Venezuela's Maduro Seeks Support From Saudi Arabia On Oil Prices
Now Reading
Venezuela’s Maduro Seeks Support From Saudi Arabia On Oil Prices

Venezuela’s Maduro Seeks Support From Saudi Arabia On Oil Prices

Venezuela’s international reserves have deteriorated sharply due to the tumbling oil prices which hit new lows last week below $50 per barrel.

Avatar

Venezuelan President Nicolas Maduro met Saudi Arabia’s Crown Prince Salman in Riyadh on Sunday as part of a diplomatic tour of OPEC members to discuss falling oil prices, which have hit its economy hard.

The Saudi side in the meeting included Oil Minister Ali al-Naimi and several princes including Deputy Crown Prince Muqrin, intelligence chief Prince Khaled bin Bandar and three sons of King Abdullah, who is in hospital, state media reported.

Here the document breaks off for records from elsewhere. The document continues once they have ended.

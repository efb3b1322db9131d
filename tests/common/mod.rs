pub mod synthetic_gear;
use std::path::PathBuf;
use thiserror::Error;

/// Error taxonomy for the inspection pipeline.
///
/// Only genuinely fatal conditions for a single image become errors. Expected
/// geometric outcomes (no opening detected, alignment underdetermined, no
/// contours found) are status values on the result types instead.
#[derive(Error, Debug)]
pub enum InspectError {
    #[error("I/O error: {0}")]
    Io(#[from] std::io::Error),

    #[error("failed to decode {path}: {source}")]
    Decode {
        path: PathBuf,
        source: image::ImageError,
    },

    #[error("invalid image: {0}")]
    InvalidImage(String),

    #[error("degenerate contour: zero-area moment denominator")]
    DegenerateContour,

    #[error("configuration error: {0}")]
    Config(String),
}

pub type Result<T> = std::result::Result<T, InspectError>;
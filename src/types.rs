//! Shared result types produced by the inspection pipeline.

use serde::Serialize;
use std::fmt;

/// Integer pixel coordinates of a contour or mask centroid.
#[derive(Clone, Copy, Debug, PartialEq, Eq, Serialize)]
pub struct CentroidPoint {
    pub x: i32,
    pub y: i32,
}

impl CentroidPoint {
    pub fn new(x: i32, y: i32) -> Self {
        Self { x, y }
    }

    /// Euclidean distance to another centroid.
    pub fn distance_to(&self, other: CentroidPoint) -> f64 {
        let dx = (self.x - other.x) as f64;
        let dy = (self.y - other.y) as f64;
        (dx * dx + dy * dy).sqrt()
    }
}

/// Classification assigned to a localized defect region.
#[derive(Clone, Copy, Debug, PartialEq, Eq, Serialize)]
pub enum DefectLabel {
    Broken,
    Worn,
    Unclassified,
}

impl fmt::Display for DefectLabel {
    fn fmt(&self, f: &mut fmt::Formatter<'_>) -> fmt::Result {
        match self {
            Self::Broken => write!(f, "broken"),
            Self::Worn => write!(f, "worn"),
            Self::Unclassified => write!(f, "unclassified"),
        }
    }
}

/// Outcome of a diameter check against its tolerance band.
#[derive(Clone, Copy, Debug, PartialEq, Eq, Serialize)]
pub enum DiameterStatus {
    Smaller,
    Larger,
    /// Within the tolerance band. Boundary values count as within range.
    Identical,
    /// The bore contour was absent (closed or blocked opening).
    NoOpeningDetected,
    /// The mask produced no contour to measure at all.
    NoContoursFound,
}

impl fmt::Display for DiameterStatus {
    fn fmt(&self, f: &mut fmt::Formatter<'_>) -> fmt::Result {
        match self {
            Self::Smaller => write!(f, "Smaller"),
            Self::Larger => write!(f, "Larger"),
            Self::Identical => write!(f, "Identical"),
            Self::NoOpeningDetected => write!(f, "No opening detected"),
            Self::NoContoursFound => write!(f, "No contours found"),
        }
    }
}

/// A measured diameter with its classification.
#[derive(Clone, Copy, Debug, Serialize)]
pub struct DiameterMeasurement {
    pub diameter_px: f64,
    pub diameter_mm: f64,
    pub status: DiameterStatus,
}

impl DiameterMeasurement {
    pub fn absent(status: DiameterStatus) -> Self {
        Self {
            diameter_px: 0.0,
            diameter_mm: 0.0,
            status,
        }
    }
}

/// A classified defect region, reduced to its serializable attributes.
#[derive(Clone, Copy, Debug, Serialize)]
pub struct LabeledDefect {
    pub centroid: CentroidPoint,
    pub area: f64,
    /// Index into the matched reference-tooth footprint list, if any.
    pub matched_tooth: Option<usize>,
    pub label: DefectLabel,
}

/// Running tallies over the classified regions. Unclassified regions are
/// excluded from both counts.
#[derive(Clone, Copy, Debug, Default, PartialEq, Eq, Serialize)]
pub struct DefectTally {
    pub broken: usize,
    pub worn: usize,
}

/// How the sample was brought into the reference frame, if at all.
#[derive(Clone, Copy, Debug, PartialEq, Eq, Serialize)]
pub enum AlignmentStatus {
    /// Alignment was not requested for this run.
    Disabled,
    /// Fewer than four correspondences; the sample was compared unaligned.
    Underdetermined { correspondences: usize },
    /// The sample was warped into the reference frame.
    Aligned { inliers: usize },
}

/// Immutable per-sample inspection result.
#[derive(Clone, Debug, Serialize)]
pub struct InspectionReport {
    pub sample_id: String,
    pub defects: Vec<LabeledDefect>,
    pub broken_count: usize,
    pub worn_count: usize,
    pub inner_diameter: DiameterMeasurement,
    pub outer_diameter: DiameterMeasurement,
    pub alignment: AlignmentStatus,
    pub summary: String,
}
//! Parameter types configuring the inspection stages.
//!
//! Defaults reproduce the calibrated reference setup: a fixed camera, lens
//! and working distance where the gear body spans roughly 165 px in radius
//! and the bore 25 px. Every pixel-distance and area threshold below is a
//! calibration constant of that setup and scales with image resolution.

use serde::Deserialize;

use crate::align::AlignOptions;

/// Inspector-wide parameters controlling the multi-stage pipeline.
#[derive(Clone, Debug, Deserialize)]
#[serde(default)]
pub struct InspectorParams {
    /// Binary threshold separating gear body from background.
    pub mask_threshold: u8,
    /// Hub suppression: radius of the two stamped exclusion disks.
    pub exclusion_radius: i32,
    /// Horizontal offset of the two exclusion-disk centers from the gear
    /// centroid.
    pub exclusion_offset: i32,
    /// 3x3 erosion passes separating touching teeth and defect blobs.
    pub erosion_iterations: u8,
    /// Minimum contour area kept during extraction (noise rejection).
    pub min_contour_area: f64,
    /// Radius of the disk stamped at each defect centroid when probing for
    /// overlapping reference teeth.
    pub footprint_radius: i32,
    pub matching: MatchOptions,
    pub heuristic: ClassifyHeuristic,
    pub diameter: DiameterOptions,
    /// Geometric normalization before comparison. Disabled by default; the
    /// baseline setup keeps samples mechanically registered.
    pub align: Option<AlignOptions>,
}

impl Default for InspectorParams {
    fn default() -> Self {
        Self {
            mask_threshold: 30,
            exclusion_radius: 165,
            exclusion_offset: 6,
            erosion_iterations: 1,
            min_contour_area: 10.0,
            footprint_radius: 22,
            matching: MatchOptions::default(),
            heuristic: ClassifyHeuristic::default(),
            diameter: DiameterOptions::default(),
            align: None,
        }
    }
}

/// How a defect candidate is matched to a reference-tooth footprint.
#[derive(Clone, Copy, Debug, PartialEq, Eq, Deserialize)]
pub enum MatchRule {
    /// Scan footprints in extraction order, stop at the first centroid
    /// within threshold. Ties resolve by extraction order.
    FirstWithinThreshold,
    /// Pick the closest centroid within threshold.
    Nearest,
}

#[derive(Clone, Copy, Debug, Deserialize)]
#[serde(default)]
pub struct MatchOptions {
    /// Maximum Euclidean centroid distance for a match, in pixels.
    pub max_centroid_distance: f64,
    pub rule: MatchRule,
}

impl Default for MatchOptions {
    fn default() -> Self {
        Self {
            max_centroid_distance: 20.0,
            rule: MatchRule::FirstWithinThreshold,
        }
    }
}

/// Strategy selecting how a localized region is labeled broken vs worn.
#[derive(Clone, Copy, Debug, Deserialize)]
pub enum ClassifyHeuristic {
    /// Area of the candidate relative to its matched reference tooth. Below
    /// `broken_ratio` the tooth is worn; at or above it, broken. Unmatched
    /// candidates stay unclassified.
    AreaRatio { broken_ratio: f64 },
    /// Reference-free shape heuristic for pipelines without a usable tooth
    /// match: large compact blobs are broken teeth, small ragged blobs are
    /// wear marks.
    Shape {
        area_threshold: f64,
        max_broken_aspect: f64,
        min_worn_compactness: f64,
    },
}

impl Default for ClassifyHeuristic {
    fn default() -> Self {
        Self::AreaRatio { broken_ratio: 0.85 }
    }
}

#[derive(Clone, Copy, Debug, Deserialize)]
#[serde(default)]
pub struct DiameterOptions {
    /// Expected bore radius in pixels for the reference setup. Used as a
    /// fallback when the reference image itself yields no bore contour.
    pub bore_reference_radius_px: f64,
    /// Everything farther than this from the gear centroid is suppressed
    /// before searching for the bore contour.
    pub bore_search_radius: i32,
    /// Tolerance band on the bore *area*, as a fraction (0.05 = ±5 %).
    /// Boundary values count as within range.
    pub area_tolerance: f64,
    /// Absolute tolerance on the outer diameter, in pixels.
    pub outer_tolerance_px: f64,
    /// Physical scale of the imaging setup.
    pub mm_per_px: f64,
}

impl Default for DiameterOptions {
    fn default() -> Self {
        Self {
            bore_reference_radius_px: 25.0,
            bore_search_radius: 50,
            area_tolerance: 0.05,
            outer_tolerance_px: 10.0,
            mm_per_px: 0.6,
        }
    }
}
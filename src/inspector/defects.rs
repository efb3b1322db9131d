//! Differential defect localization.
//!
//! Candidate defect pixels are the symmetric difference of the reference and
//! sample masks. After hub suppression and erosion, each candidate blob is
//! dilated into a fixed-radius footprint disk; intersecting the footprint
//! mask with the eroded reference-teeth mask isolates exactly the reference
//! teeth that overlap a candidate, which are then matched by centroid
//! distance.

use log::{debug, warn};

use crate::contour::{extract_contours, GearContour};
use crate::error::Result;
use crate::inspector::options::{InspectorParams, MatchRule};
use crate::mask::{suppress_hub, BinaryMask};
use crate::types::CentroidPoint;

/// A contour from the differential mask, optionally tagged with the
/// reference-tooth footprint it was matched to.
#[derive(Clone, Debug)]
pub struct DefectCandidate {
    pub contour: GearContour,
    pub centroid: CentroidPoint,
    /// Index into [`DefectLocalization::matched_teeth`].
    pub matched_tooth: Option<usize>,
}

/// Output of one localization pass.
#[derive(Clone, Debug)]
pub struct DefectLocalization {
    pub candidates: Vec<DefectCandidate>,
    /// Reference-tooth footprints overlapping any candidate, in extraction
    /// order.
    pub matched_teeth: Vec<GearContour>,
    /// The eroded differential mask with candidate footprints stamped in,
    /// kept for annotation output.
    pub diff_mask: BinaryMask,
}

/// Localize defect regions by differencing `sample_mask` against
/// `reference_mask` and matching the resulting blobs to reference teeth.
///
/// An empty candidate set or an empty teeth mask yields an empty result,
/// not an error.
pub fn localize_defects(
    reference_mask: &BinaryMask,
    sample_mask: &BinaryMask,
    reference_teeth_mask: &BinaryMask,
    gear_centroid: CentroidPoint,
    params: &InspectorParams,
) -> Result<DefectLocalization> {
    let mut difference = reference_mask.xor(sample_mask)?;
    suppress_hub(
        &mut difference,
        gear_centroid,
        params.exclusion_radius,
        params.exclusion_offset,
    );
    let mut diff_eroded = difference.erode(params.erosion_iterations);

    let mut candidates = Vec::new();
    for contour in extract_contours(&diff_eroded, params.min_contour_area) {
        match contour.centroid() {
            Ok(centroid) => candidates.push(DefectCandidate {
                contour,
                centroid,
                matched_tooth: None,
            }),
            // Guarded division: skip the offending contour, keep the rest.
            Err(_) => warn!("skipping degenerate defect contour"),
        }
    }
    debug!("localize: {} defect candidates", candidates.len());

    // Stamp each candidate's footprint disk, then keep only the reference
    // teeth under a footprint.
    for candidate in &candidates {
        diff_eroded.stamp_disk(candidate.centroid, params.footprint_radius, true);
    }
    let teeth_under_footprints = diff_eroded.and(reference_teeth_mask)?;
    let matched_teeth = extract_contours(&teeth_under_footprints, params.min_contour_area);

    let tooth_centroids: Vec<Option<CentroidPoint>> = matched_teeth
        .iter()
        .map(|t| t.centroid().ok())
        .collect();

    for candidate in &mut candidates {
        candidate.matched_tooth = match_candidate(
            candidate.centroid,
            &tooth_centroids,
            params.matching.max_centroid_distance,
            params.matching.rule,
        );
    }

    Ok(DefectLocalization {
        candidates,
        matched_teeth,
        diff_mask: diff_eroded,
    })
}

/// Match one candidate centroid against the footprint centroids.
///
/// `FirstWithinThreshold` preserves the historical behavior: footprints are
/// scanned in extraction order and the scan stops at the first centroid
/// within threshold. `Nearest` picks the minimum distance instead. A
/// centroid farther than the threshold from every footprint stays unmatched
/// under either rule.
fn match_candidate(
    centroid: CentroidPoint,
    tooth_centroids: &[Option<CentroidPoint>],
    max_distance: f64,
    rule: MatchRule,
) -> Option<usize> {
    match rule {
        MatchRule::FirstWithinThreshold => tooth_centroids.iter().position(|tc| {
            tc.map(|tc| centroid.distance_to(tc) < max_distance)
                .unwrap_or(false)
        }),
        MatchRule::Nearest => tooth_centroids
            .iter()
            .enumerate()
            .filter_map(|(i, tc)| tc.map(|tc| (i, centroid.distance_to(tc))))
            .filter(|&(_, d)| d < max_distance)
            .min_by(|a, b| a.1.total_cmp(&b.1))
            .map(|(i, _)| i),
    }
}
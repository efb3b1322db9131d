//! Inner-opening and outer-diameter verification.
//!
//! The bore is isolated with an inverted-polarity mask and a disk-shaped
//! suppression around the expected center; its size is reported as the
//! equivalent-circle diameter of the surviving contour area. The outer
//! diameter comes from the minimum enclosing circle of the outermost gear
//! contour.

use image::GrayImage;
use log::debug;

use crate::contour::{extract_contours, largest_contour};
use crate::error::Result;
use crate::geometry::min_enclosing_circle;
use crate::inspector::options::DiameterOptions;
use crate::mask::{BinaryMask, ThresholdPolarity};
use crate::types::{CentroidPoint, DiameterMeasurement, DiameterStatus};

/// Measure the bore area of `image`, or `None` when no bore contour
/// survives the suppression (closed or blocked opening).
pub fn bore_area(
    image: &GrayImage,
    gear_centroid: CentroidPoint,
    mask_threshold: u8,
    options: &DiameterOptions,
) -> Result<Option<f64>> {
    let mut mask = BinaryMask::from_image(image, mask_threshold, ThresholdPolarity::Inverted)?;
    mask.keep_disk(gear_centroid, options.bore_search_radius);
    Ok(largest_contour(extract_contours(&mask, 1.0)).map(|c| c.area()))
}

/// Verify the inner opening against the reference bore area with a ±`tol`
/// band on area. Boundary values count as within range.
pub fn verify_inner_diameter(
    image: &GrayImage,
    gear_centroid: CentroidPoint,
    mask_threshold: u8,
    reference_area: f64,
    options: &DiameterOptions,
) -> Result<DiameterMeasurement> {
    let Some(area) = bore_area(image, gear_centroid, mask_threshold, options)? else {
        debug!("inner diameter: no bore contour detected");
        return Ok(DiameterMeasurement::absent(
            DiameterStatus::NoOpeningDetected,
        ));
    };

    let radius = (area / std::f64::consts::PI).sqrt();
    let diameter_px = 2.0 * radius;
    let status = band_status(area, reference_area, options.area_tolerance);

    Ok(DiameterMeasurement {
        diameter_px,
        diameter_mm: diameter_px * options.mm_per_px,
        status,
    })
}

/// Classify `area` against the symmetric tolerance band around
/// `reference_area`. Values exactly on a band edge count as within range.
fn band_status(area: f64, reference_area: f64, tolerance: f64) -> DiameterStatus {
    let lower = reference_area * (1.0 - tolerance);
    let upper = reference_area * (1.0 + tolerance);
    if area < lower {
        DiameterStatus::Smaller
    } else if area > upper {
        DiameterStatus::Larger
    } else {
        DiameterStatus::Identical
    }
}

/// Radius of the minimum enclosing circle of the outermost contour of
/// `mask`, or `None` when the mask has no contour.
pub fn outer_radius(mask: &BinaryMask, min_contour_area: f64) -> Option<f64> {
    let contour = largest_contour(extract_contours(mask, min_contour_area))?;
    let points: Vec<[f64; 2]> = contour
        .points()
        .iter()
        .map(|p| [p.x as f64, p.y as f64])
        .collect();
    min_enclosing_circle(&points).map(|c| c.radius)
}

/// Verify the outer diameter against the reference by absolute pixel
/// difference.
pub fn verify_outer_diameter(
    sample_mask: &BinaryMask,
    min_contour_area: f64,
    reference_radius_px: f64,
    options: &DiameterOptions,
) -> DiameterMeasurement {
    let Some(radius) = outer_radius(sample_mask, min_contour_area) else {
        debug!("outer diameter: no gear contour detected");
        return DiameterMeasurement::absent(DiameterStatus::NoContoursFound);
    };

    let diameter_px = 2.0 * radius;
    let reference_diameter = 2.0 * reference_radius_px;
    let status = if (diameter_px - reference_diameter).abs() <= options.outer_tolerance_px {
        DiameterStatus::Identical
    } else if diameter_px > reference_diameter {
        DiameterStatus::Larger
    } else {
        DiameterStatus::Smaller
    };

    DiameterMeasurement {
        diameter_px,
        diameter_mm: diameter_px * options.mm_per_px,
        status,
    }
}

No details of the meeting were given by the official Saudi Press Agency and there was no indication that the world’s biggest oil exporter was any closer to taking action to stem the over 50 percent rout in oil prices.

The Venezuelan government said in a statement that “we agreed to work to recover the market and oil prices with state policies between the two energy powerhouses.” It provided no details.

Despite growing concern from Venezuela and other OPEC members such as Iran, OPEC delegates have said as recently as last week that the group’s core Gulf members remain committed to their decision not to curb output for now, choosing instead to defend market share and allow lower prices to slow output from growing rivals such as Canada’s oil sands and U.S. shale.

On Saturday fellow OPEC price hawk Iran said it would help cash-strapped Venezuela stem the price fall.

Maduro’ next stop will be in Qatar, followed by a visit to Algeria.

Venezuela’s economy contracted in the first three quarters of 2014 and its international reserves have deteriorated sharply because of the slump in oil prices, which hit new lows last week at below $50 per barrel, around half their value in June 2014.

The decline has spurred concerns that Venezuela may default on its foreign bonds, which in turn has pushed its bond yields to the highest of any emerging market nation. Maduro has promised to pay bondholders.

At the last OPEC meeting on Nov. 27, Saudi Arabia blocked calls from poorer members of the OPEC oil exporter group for production cuts to arrest a slide in global prices.

Venezuela said last month it was considering backing a call for an emergency OPEC meeting depending upon how oil prices perform in the first quarter of 2015.